[[ Exercise input, beginning ]]

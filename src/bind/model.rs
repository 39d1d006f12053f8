//! Two-way `:model` bindings.

use std::rc::{Rc, Weak};

use crate::dom::{AbortSignal, Document, Event, ListenerOptions, NodeId};
use crate::state::ReactiveState;
use crate::types::Value;

/// How a form control exchanges its value with state.
#[derive(Debug, Clone, Copy, PartialEq, Eq)]
pub enum ModelKind {
    /// `checked` ↔ boolean.
    Checkbox,
    /// `checked` when the control's value equals the state value's string form.
    Radio,
    /// `number` and `range` inputs; writes back numbers.
    Number,
    /// `<select>`; writes back on `change`.
    Select,
    /// Everything else; writes back the raw string on `input`.
    Text,
}

impl ModelKind {
    /// Classify a control by tag and `type`.
    pub fn classify(doc: &Document, node: NodeId) -> Self {
        if doc.local_name(node) == "select" {
            return ModelKind::Select;
        }
        match doc.input_type(node).as_str() {
            "checkbox" => ModelKind::Checkbox,
            "radio" => ModelKind::Radio,
            "number" | "range" => ModelKind::Number,
            _ => ModelKind::Text,
        }
    }

    /// Events that write the control back into state.
    pub fn events(self) -> &'static [&'static str] {
        match self {
            ModelKind::Checkbox | ModelKind::Radio | ModelKind::Select => &["change"],
            ModelKind::Number => &["input", "change"],
            ModelKind::Text => &["input"],
        }
    }

    /// Push a state value into the control.
    pub fn apply(self, doc: &Document, node: NodeId, value: &Value) {
        match self {
            ModelKind::Checkbox => doc.set_checked(node, value.is_truthy()),
            ModelKind::Radio => doc.set_checked(node, doc.value(node) == value.to_string()),
            _ => {
                let text = if value.is_nullish() { String::new() } else { value.to_string() };
                doc.set_value(node, &text);
            }
        }
    }

    /// Read the control as a state value.
    pub fn read(self, doc: &Document, node: NodeId) -> Value {
        match self {
            ModelKind::Checkbox => Value::Bool(doc.checked(node)),
            ModelKind::Number => Value::Number(Value::String(doc.value(node)).to_number()),
            _ => Value::String(doc.value(node)),
        }
    }
}

/// Register the write-back listeners for `node`, all under `signal`.
///
/// Listeners hold the document weakly so a document never keeps itself alive.
pub fn listen(
    doc: &Rc<Document>,
    node: NodeId,
    kind: ModelKind,
    key: &str,
    state: &ReactiveState,
    signal: &AbortSignal,
) {
    for event in kind.events() {
        let weak: Weak<Document> = Rc::downgrade(doc);
        let state = state.clone();
        let key = key.to_string();
        doc.add_event_listener(
            node,
            event,
            Rc::new(move |_event: &Event| {
                let Some(doc) = weak.upgrade() else { return };
                let value = kind.read(&doc, node);
                if let Err(error) = state.root().set(key.as_str(), value) {
                    tracing::warn!(%key, %error, "model write-back failed");
                }
            }),
            ListenerOptions {
                signal: Some(signal.clone()),
                ..Default::default()
            },
        );
    }
}

#[cfg(test)]
mod tests {
    use super::*;
    use crate::dom::AbortController;

    fn control(doc: &Document, tag: &str, kind: Option<&str>) -> NodeId {
        let node = doc.create_element(tag);
        if let Some(kind) = kind {
            doc.set_attribute(node, "type", kind);
        }
        doc.append_child(doc.body(), node);
        node
    }

    #[test]
    fn test_classify() {
        let doc = Document::new();
        assert_eq!(ModelKind::classify(&doc, control(&doc, "select", None)), ModelKind::Select);
        assert_eq!(ModelKind::classify(&doc, control(&doc, "input", Some("range"))), ModelKind::Number);
        assert_eq!(ModelKind::classify(&doc, control(&doc, "input", Some("CHECKBOX"))), ModelKind::Checkbox);
        assert_eq!(ModelKind::classify(&doc, control(&doc, "textarea", None)), ModelKind::Text);
    }

    #[test]
    fn test_radio_apply_compares_strings() {
        let doc = Document::new();
        let radio = control(&doc, "input", Some("radio"));
        doc.set_attribute(radio, "value", "2");
        ModelKind::Radio.apply(&doc, radio, &Value::from(2));
        assert!(doc.checked(radio));
        ModelKind::Radio.apply(&doc, radio, &Value::from("3"));
        assert!(!doc.checked(radio));
    }

    #[test]
    fn test_number_write_back_on_change() {
        let doc = Rc::new(Document::new());
        let input = control(&doc, "input", Some("number"));
        let state = ReactiveState::new(Value::from_pairs([("age", 0)]));
        let controller = AbortController::new();
        listen(&doc, input, ModelKind::Number, "age", &state, &controller.signal());

        doc.set_value(input, "25");
        doc.fire(input, "change");
        assert_eq!(state.root().get_value("age"), Value::Number(25.0));

        controller.abort();
        doc.set_value(input, "30");
        doc.fire(input, "input");
        assert_eq!(state.root().get_value("age"), Value::Number(25.0));
    }

    #[test]
    fn test_text_apply_maps_nullish_to_empty() {
        let doc = Document::new();
        let input = control(&doc, "input", None);
        ModelKind::Text.apply(&doc, input, &Value::Null);
        assert_eq!(doc.value(input), "");
        ModelKind::Text.apply(&doc, input, &Value::from(4));
        assert_eq!(doc.value(input), "4");
    }
}
//! `@` event bindings and their modifiers.

mod common;

use std::cell::RefCell;
use std::rc::Rc;

use pretty_assertions::assert_eq;
use spark_bind::{ComponentType, Event, EventTarget, Value};

use common::Fixture;

#[test]
fn test_method_handler_receives_event_and_state() {
    let fx = Fixture::new();
    let kinds = Rc::new(RefCell::new(Vec::new()));
    let log = kinds.clone();
    let ty = ComponentType::new("Counter")
        .state(Value::from_pairs([("count", 0)]))
        .method("increment", move |c, event, state| {
            log.borrow_mut().push(format!("{}:{}", c.name(), event.kind()));
            let next = state.get_value("count").to_number() + 1.0;
            state.set("count", next).unwrap();
        });
    let c = fx.mount(r#"<div><button @click="increment"></button><span :text="count"></span></div>"#, &ty);
    fx.tick();

    let button = fx.find("button");
    fx.doc().click(button);
    fx.doc().click(button);
    fx.tick();

    assert_eq!(c.state().get_value("count"), Value::from(2));
    assert_eq!(fx.text("span"), "2");
    assert_eq!(*kinds.borrow(), vec!["Counter:click", "Counter:click"]);
}

#[test]
fn test_inline_handlers() {
    let fx = Fixture::new();
    let c = fx.mount(
        r#"<div data-state="{ count: 0, last: '', items: [] }">
            <button id="inc" @click="count++"></button>
            <button id="add" @click="count += 10; last = event.type"></button>
            <button id="push" @click="items.push(count)"></button>
            <button id="call" @click="bump()"></button>
        </div>"#,
        &ComponentType::new("Inline").method("bump", |_, event, state| {
            state.set("last", event.kind()).unwrap();
        }),
    );
    let doc = fx.doc();

    doc.click(fx.find("#inc"));
    doc.click(fx.find("#add"));
    doc.click(fx.find("#push"));
    doc.dispatch_event(fx.find("#call"), &Event::bubbling("click"));

    let state = c.state();
    assert_eq!(state.get_value("count"), Value::from(11));
    assert_eq!(state.get_value("last"), Value::from("click"));
    assert_eq!(state.at("items").value(), Value::Array(vec![Value::from(11)]));
}

#[test]
fn test_inline_error_is_contained() {
    let fx = Fixture::new();
    let c = fx.mount(
        r#"<div data-state="{ n: 0 }">
            <button @click="undeclared = 1"></button>
            <button @click="n++"></button>
        </div>"#,
        &ComponentType::new("Contained"),
    );
    let buttons = c.find_all("button");

    fx.doc().click(buttons[0]);
    fx.doc().click(buttons[1]);

    assert_eq!(c.state().get_value("n"), Value::from(1));
    assert!(!c.state().contains_key("undeclared"));
}

#[test]
fn test_prevent_and_stop() {
    let fx = Fixture::new();
    let c = fx.mount(
        r#"<div data-state="{ outer: 0, inner: 0 }">
            <section @click="outer++">
                <a id="plain" @click="inner++"></a>
                <a id="stopped" @click.stop.prevent="inner++"></a>
            </section>
        </div>"#,
        &ComponentType::new("Bubbles"),
    );
    let doc = fx.doc();

    assert!(doc.click(fx.find("#plain")));
    assert!(!doc.click(fx.find("#stopped")));

    assert_eq!(c.state().get_value("inner"), Value::from(2));
    assert_eq!(c.state().get_value("outer"), Value::from(1));
}

#[test]
fn test_self_ignores_bubbled_events() {
    let fx = Fixture::new();
    let c = fx.mount(
        r#"<div data-state="{ hits: 0 }"><div id="panel" @click.self="hits++"><button></button></div></div>"#,
        &ComponentType::new("Overlay"),
    );

    fx.doc().click(fx.find("#panel button"));
    assert_eq!(c.state().get_value("hits"), Value::from(0));
    fx.doc().click(fx.find("#panel"));
    assert_eq!(c.state().get_value("hits"), Value::from(1));
}

#[test]
fn test_once_fires_a_single_time() {
    let fx = Fixture::new();
    let c = fx.mount(
        r#"<div data-state="{ n: 0 }"><button @click.once="n++"></button></div>"#,
        &ComponentType::new("Once"),
    );
    let button = fx.find("button");

    fx.doc().click(button);
    fx.doc().click(button);
    assert_eq!(c.state().get_value("n"), Value::from(1));
    assert_eq!(fx.doc().listener_count(button), 0);
}

#[test]
fn test_outside_listens_on_document() {
    let fx = Fixture::new();
    let c = fx.mount(
        r#"<div data-state="{ open: true }"><div id="menu" @click.outside="open = false"><a>item</a></div></div>"#,
        &ComponentType::new("Dropdown"),
    );
    let elsewhere = fx.load("<p>elsewhere</p>");

    fx.doc().click(fx.find("#menu a"));
    assert_eq!(c.state().get_value("open"), Value::Bool(true));
    fx.doc().click(elsewhere);
    assert_eq!(c.state().get_value("open"), Value::Bool(false));
}

#[test]
fn test_window_and_document_targets() {
    let fx = Fixture::new();
    let c = fx.mount(
        r#"<div data-state="{ resized: 0, keys: 0 }"><i @resize.window="resized++" @keydown.document="keys++"></i></div>"#,
        &ComponentType::new("Global"),
    );
    let doc = fx.doc();

    doc.dispatch_event(EventTarget::Window, &Event::new("resize"));
    doc.dispatch_event(EventTarget::Document, &Event::new("keydown"));
    doc.fire(fx.find("i"), "keydown");

    assert_eq!(c.state().get_value("resized"), Value::from(1));
    assert_eq!(c.state().get_value("keys"), Value::from(2));

    c.destroy();
    doc.dispatch_event(EventTarget::Window, &Event::new("resize"));
    assert_eq!(c.state().get_value("resized"), Value::from(1));
}

#[test]
fn test_unknown_modifiers_are_ignored() {
    let fx = Fixture::new();
    let c = fx.mount(
        r#"<div data-state="{ n: 0 }"><button @click.debounce="n++"></button></div>"#,
        &ComponentType::new("Lenient"),
    );
    fx.doc().click(fx.find("button"));
    assert_eq!(c.state().get_value("n"), Value::from(1));
}

#[test]
fn test_event_target_fields() {
    let fx = Fixture::new();
    let c = fx.mount(
        r#"<div data-state="{ q: '', on: false, from: '' }">
            <input id="query" name="q" @input="q = event.target.value; from = event.target.id">
            <input type="checkbox" @change="on = event.target.checked">
            <section @click="from = event.currentTarget.tagName + '<' + event.target.tagName">
                <em>x</em>
            </section>
        </div>"#,
        &ComponentType::new("Targets"),
    );
    let doc = fx.doc();

    let query = fx.find("#query");
    doc.set_value(query, "hello");
    doc.fire(query, "input");
    assert_eq!(c.state().get_value("q"), Value::from("hello"));
    assert_eq!(c.state().get_value("from"), Value::from("query"));

    let checkbox = fx.find("[type=checkbox]");
    doc.set_checked(checkbox, true);
    doc.fire(checkbox, "change");
    assert_eq!(c.state().get_value("on"), Value::from(true));

    doc.click(fx.find("em"));
    assert_eq!(c.state().get_value("from"), Value::from("SECTION<EM"));
}

#[test]
fn test_inline_handler_cancels_the_live_event() {
    let fx = Fixture::new();
    let c = fx.mount(
        r#"<div data-state="{ prevented: false, outer: 0 }">
            <section @click="outer++">
                <a id="prevent" @click="event.preventDefault(); prevented = true"></a>
                <a id="stop" @click="event.stopPropagation()"></a>
                <a id="halt" @click="event.stopImmediatePropagation()"></a>
                <a id="passive" @click.passive="event.preventDefault()"></a>
            </section>
        </div>"#,
        &ComponentType::new("Cancel"),
    );
    let doc = fx.doc();

    assert!(!doc.click(fx.find("#prevent")));
    assert_eq!(c.state().get_value("prevented"), Value::from(true));
    assert_eq!(c.state().get_value("outer"), Value::from(1));

    assert!(doc.click(fx.find("#stop")));
    assert_eq!(c.state().get_value("outer"), Value::from(1));

    doc.click(fx.find("#halt"));
    assert_eq!(c.state().get_value("outer"), Value::from(1));

    assert!(doc.click(fx.find("#passive")));
    assert_eq!(c.state().get_value("outer"), Value::from(2));
}

#[test]
fn test_state_key_named_event_shadows_the_event() {
    let fx = Fixture::new();
    let c = fx.mount(
        r#"<div data-state="{ event: { log: [] } }">
            <a id="log" @click="event.log.push(1)"></a>
            <a id="prevent" @click="event.preventDefault()"></a>
        </div>"#,
        &ComponentType::new("Shadow"),
    );
    fx.doc().click(fx.find("#log"));
    assert_eq!(c.state().at("event").at("log").value(), Value::from(vec![1]));
    // `event` is the state object here, which has no such method.
    assert!(fx.doc().click(fx.find("#prevent")));
}

#[test]
fn test_huge_index_write_does_not_panic() {
    let fx = Fixture::new();
    let c = fx.mount(
        r#"<div data-state="{ items: [] }">
            <button id="far" @click="items[1e300] = 1"></button>
            <button id="big" @click="items[1e9] = 1"></button>
            <button id="len" @click="items.length = 1e12"></button>
        </div>"#,
        &ComponentType::new("Huge"),
    );

    for id in ["#far", "#big", "#len"] {
        fx.doc().click(fx.find(id));
    }
    assert_eq!(c.state().get_value("items"), Value::array());
}
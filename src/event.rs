//! Records, record identifiers, and the change events delivered by a live
//! subscription.
//!
//! This module provides the data types every other module depends on. No
//! I/O occurs here.

use std::fmt;

use serde::{Deserialize, Serialize};
use serde_json::{Map, Value};

use crate::error::{RecordError, RemoteError};

/// Name of the field that uniquely identifies a record.
pub const ID_FIELD: &str = "id";

/// Unique identifier of a record within its table.
///
/// Backends hand out either integer keys or string keys (UUIDs, slugs), so
/// both are accepted. `Int(1)` and `Text("1")` are different ids.
#[derive(Debug, Clone, PartialEq, Eq, Hash, PartialOrd, Ord, Serialize, Deserialize)]
#[serde(untagged)]
pub enum RecordId {
    Int(i64),
    Text(String),
}

impl RecordId {
    /// Interpret a JSON value as an id.
    ///
    /// Integers that do not fit in an `i64` (large unsigned keys) are kept
    /// in their decimal text form. Anything else (null, floats, booleans,
    /// arrays, objects) is not an id.
    pub fn from_value(value: &Value) -> Option<Self> {
        match value {
            Value::Number(n) => match n.as_i64() {
                Some(i) => Some(Self::Int(i)),
                None if n.is_u64() => Some(Self::Text(n.to_string())),
                None => None,
            },
            Value::String(s) => Some(Self::Text(s.clone())),
            _ => None,
        }
    }

    /// Convert back into the JSON value stored in the `id` field.
    pub fn to_value(&self) -> Value {
        match self {
            Self::Int(i) => Value::from(*i),
            Self::Text(s) => Value::from(s.as_str()),
        }
    }
}

impl fmt::Display for RecordId {
    fn fmt(&self, f: &mut fmt::Formatter<'_>) -> fmt::Result {
        match self {
            Self::Int(i) => write!(f, "{i}"),
            Self::Text(s) => f.write_str(s),
        }
    }
}

impl From<i64> for RecordId {
    fn from(value: i64) -> Self {
        Self::Int(value)
    }
}

impl From<&str> for RecordId {
    fn from(value: &str) -> Self {
        Self::Text(value.to_owned())
    }
}

impl From<String> for RecordId {
    fn from(value: String) -> Self {
        Self::Text(value)
    }
}

/// An entity row: an opaque JSON object.
///
/// The engine only ever looks at the `id` field and the configured ordering
/// field; everything else is carried through untouched.
#[derive(Debug, Clone, Default, PartialEq, Serialize, Deserialize)]
#[serde(transparent)]
pub struct Record(Map<String, Value>);

impl Record {
    /// Wrap an existing JSON object.
    pub fn new(fields: Map<String, Value>) -> Self {
        Self(fields)
    }

    /// The record's id, if it carries a usable one.
    pub fn id(&self) -> Option<RecordId> {
        self.0.get(ID_FIELD).and_then(RecordId::from_value)
    }

    /// Look up a field.
    pub fn get(&self, field: &str) -> Option<&Value> {
        self.0.get(field)
    }

    /// Set a field, returning the previous value.
    pub fn insert(&mut self, field: impl Into<String>, value: impl Into<Value>) -> Option<Value> {
        self.0.insert(field.into(), value.into())
    }

    /// Overlay every field of `patch` onto this record.
    pub fn merge(&mut self, patch: &Record) {
        for (k, v) in &patch.0 {
            self.0.insert(k.clone(), v.clone());
        }
    }

    /// Borrow the underlying JSON object.
    pub fn fields(&self) -> &Map<String, Value> {
        &self.0
    }

    /// Consume the record into a JSON value.
    pub fn into_value(self) -> Value {
        Value::Object(self.0)
    }
}

impl TryFrom<Value> for Record {
    type Error = RecordError;

    fn try_from(value: Value) -> Result<Self, Self::Error> {
        match value {
            Value::Object(map) => Ok(Self(map)),
            Value::Null => Err(RecordError::NotAnObject("null")),
            Value::Bool(_) => Err(RecordError::NotAnObject("a boolean")),
            Value::Number(_) => Err(RecordError::NotAnObject("a number")),
            Value::String(_) => Err(RecordError::NotAnObject("a string")),
            Value::Array(_) => Err(RecordError::NotAnObject("an array")),
        }
    }
}

impl From<Map<String, Value>> for Record {
    fn from(fields: Map<String, Value>) -> Self {
        Self(fields)
    }
}

impl From<Record> for Value {
    fn from(record: Record) -> Self {
        record.into_value()
    }
}

/// A single row-level change delivered by a live subscription.
///
/// Serialized with an internal `type` tag, e.g.
/// `{"type":"update","record":{...},"previous":{...}}`.
#[derive(Debug, Clone, PartialEq, Serialize, Deserialize)]
#[serde(tag = "type", rename_all = "lowercase")]
pub enum ChangeEvent {
    /// A row was created.
    Insert { record: Record },

    /// A row was modified. `previous` is only present when the backend is
    /// configured to ship old row images.
    Update {
        record: Record,
        #[serde(default, skip_serializing_if = "Option::is_none")]
        previous: Option<Record>,
    },

    /// A row was removed. `previous` carries at least the `id`.
    Delete { previous: Record },
}

impl ChangeEvent {
    /// The kind of change, for logging.
    pub fn kind(&self) -> &'static str {
        match self {
            Self::Insert { .. } => "insert",
            Self::Update { .. } => "update",
            Self::Delete { .. } => "delete",
        }
    }

    /// Id of the affected row.
    pub fn record_id(&self) -> Option<RecordId> {
        match self {
            Self::Insert { record } | Self::Update { record, .. } => record.id(),
            Self::Delete { previous } => previous.id(),
        }
    }
}

/// One item of a subscription stream.
///
/// The stream ending (yielding `None`) means the backend closed the channel.
#[derive(Debug, Clone, PartialEq)]
pub enum SubscriptionMessage {
    /// Connection acknowledgement: the backend confirmed the subscription is
    /// live. Not a data event.
    Subscribed,
    /// A data event.
    Change(ChangeEvent),
    /// The transport reported an error; the subscription is no longer live.
    Failed(RemoteError),
}

#[cfg(test)]
mod tests {
    use super::*;
    use serde_json::json;

    fn rec(value: Value) -> Record {
        Record::try_from(value).expect("test record should be an object")
    }

    #[test]
    fn record_id_from_integer_and_string() {
        assert_eq!(RecordId::from_value(&json!(5)), Some(RecordId::Int(5)));
        assert_eq!(
            RecordId::from_value(&json!("a1")),
            Some(RecordId::Text("a1".into()))
        );
        assert_eq!(
            RecordId::from_value(&json!(u64::MAX)),
            Some(RecordId::Text(u64::MAX.to_string()))
        );
    }

    #[test]
    fn record_id_rejects_non_keys() {
        assert_eq!(RecordId::from_value(&json!(null)), None);
        assert_eq!(RecordId::from_value(&json!(1.5)), None);
        assert_eq!(RecordId::from_value(&json!(true)), None);
        assert_eq!(RecordId::from_value(&json!({"id": 1})), None);
    }

    #[test]
    fn int_and_text_ids_are_distinct() {
        assert_ne!(RecordId::from(1), RecordId::from("1"));
    }

    #[test]
    fn record_exposes_id_and_fields() {
        let r = rec(json!({"id": 3, "status": "pending"}));
        assert_eq!(r.id(), Some(RecordId::Int(3)));
        assert_eq!(r.get("status"), Some(&json!("pending")));
        assert_eq!(r.get("missing"), None);
    }

    #[test]
    fn record_without_id_has_none() {
        assert_eq!(rec(json!({"status": "pending"})).id(), None);
    }

    #[test]
    fn non_object_is_rejected() {
        let err = Record::try_from(json!([1, 2])).expect_err("array is not a record");
        assert_eq!(err, RecordError::NotAnObject("an array"));
    }

    #[test]
    fn merge_overlays_fields() {
        let mut r = rec(json!({"id": 1, "status": "pending", "total": 10}));
        r.merge(&rec(json!({"status": "shipped"})));
        assert_eq!(r, rec(json!({"id": 1, "status": "shipped", "total": 10})));
    }

    #[test]
    fn change_event_wire_format() {
        let event = ChangeEvent::Update {
            record: rec(json!({"id": 1, "status": "shipped"})),
            previous: None,
        };
        let encoded = serde_json::to_value(&event).expect("serialize event");
        assert_eq!(
            encoded,
            json!({"type": "update", "record": {"id": 1, "status": "shipped"}})
        );

        let decoded: ChangeEvent = serde_json::from_value(json!({
            "type": "delete",
            "previous": {"id": "n-9"}
        }))
        .expect("deserialize event");
        assert_eq!(decoded.kind(), "delete");
        assert_eq!(decoded.record_id(), Some(RecordId::Text("n-9".into())));
    }
}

[[ Exercise input, end ]]

▶ _What is expected_
Looking only at the listing, say how many lines include "bump"; reply with the number alone.

▶ _Output for this exercise_
2